* Provided data
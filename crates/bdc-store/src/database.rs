//! SQLite portfolio database.
//!
//! Filers and portfolio companies are created on first sight. Positions are
//! keyed by (filer, company, investment type, period end) and written with a
//! three-way branch: identical values are skipped, changed values update the
//! existing row, new keys insert. Every write commits on its own.

use bdc_core::{
    AssetClass, BdcError, InvestmentRecord, Result, lookup_filer_by_cik, normalize_company_name,
    read_records_from_path,
};
use bdc_extract::{classify_asset_class, classify_industry, industry_code};
use chrono::NaiveDate;
use rusqlite::{Connection, ErrorCode, OptionalExtension, params};
use std::collections::HashSet;
use std::path::Path;
use std::sync::{Mutex, MutexGuard};
use tracing::{debug, info, instrument, warn};

use crate::ticker::derive_ticker;

/// Schema applied when a database is opened.
pub const SCHEMA: &str = include_str!("../schema.sql");

/// Classification method recorded for keyword-assigned industries.
const KEYWORD_METHOD: &str = "KEYWORD";

pub(crate) const DATE_FORMAT: &str = "%Y-%m-%d";

/// Outcome of writing one position.
#[derive(Clone, Copy, Debug, PartialEq, Eq)]
pub enum UpsertOutcome {
    /// A new row was inserted.
    Inserted(i64),
    /// An existing row with different values was updated in place.
    Updated(i64),
    /// An identical row already existed, or the insert hit a constraint.
    Skipped,
}

/// A position to be written.
#[derive(Clone, Debug, PartialEq)]
pub struct NewPosition {
    /// Filer ticker.
    pub filer_ticker: String,
    /// Portfolio company id.
    pub company_id: i64,
    /// Investment type text.
    pub investment_type: Option<String>,
    /// Asset class.
    pub asset_class: AssetClass,
    /// Fair value in dollars.
    pub fair_value: Option<f64>,
    /// Cost in dollars.
    pub cost: Option<f64>,
    /// Principal in dollars.
    pub principal: Option<f64>,
    /// Reporting period end.
    pub period_end: NaiveDate,
}

/// Counts from a bulk load.
#[derive(Clone, Debug, Default, PartialEq, Eq)]
pub struct LoadStats {
    /// Rows read.
    pub rows: usize,
    /// Distinct filers touched.
    pub filers: usize,
    /// Distinct companies touched.
    pub companies: usize,
    /// Positions inserted.
    pub inserted: usize,
    /// Positions updated.
    pub updated: usize,
    /// Positions skipped as duplicates or unusable rows.
    pub skipped: usize,
}

impl LoadStats {
    /// Records one write outcome.
    pub const fn record(&mut self, outcome: UpsertOutcome) {
        match outcome {
            UpsertOutcome::Inserted(_) => self.inserted += 1,
            UpsertOutcome::Updated(_) => self.updated += 1,
            UpsertOutcome::Skipped => self.skipped += 1,
        }
    }
}

/// SQLite-backed store of filers, portfolio companies and positions.
#[derive(Debug)]
pub struct PortfolioDatabase {
    conn: Mutex<Connection>,
}

fn storage(e: rusqlite::Error) -> BdcError {
    BdcError::Storage(e.to_string())
}

fn is_constraint_violation(e: &rusqlite::Error) -> bool {
    matches!(e, rusqlite::Error::SqliteFailure(err, _) if err.code == ErrorCode::ConstraintViolation)
}

fn non_empty(value: Option<&str>) -> Option<&str> {
    value.map(str::trim).filter(|v| !v.is_empty())
}

/// Industry code for a company: the reported label first, else keywords in
/// the business description.
fn assign_industry(description: Option<&str>, industry: Option<&str>) -> Option<&'static str> {
    let from_label = non_empty(industry).and_then(industry_code);
    match from_label {
        Some(code) if code != "OTHER" => Some(code),
        _ => non_empty(description)
            .and_then(|d| industry_code(classify_industry(Some(d))))
            .filter(|code| *code != "OTHER" || from_label.is_none())
            .or(from_label),
    }
}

* Your goal
What lines of the listing above hold "Some"? Copy all of them.

* Reply to the task
        Some(code) if code != "OTHER" => Some(code),
            .and_then(|d| industry_code(classify_industry(Some(d))))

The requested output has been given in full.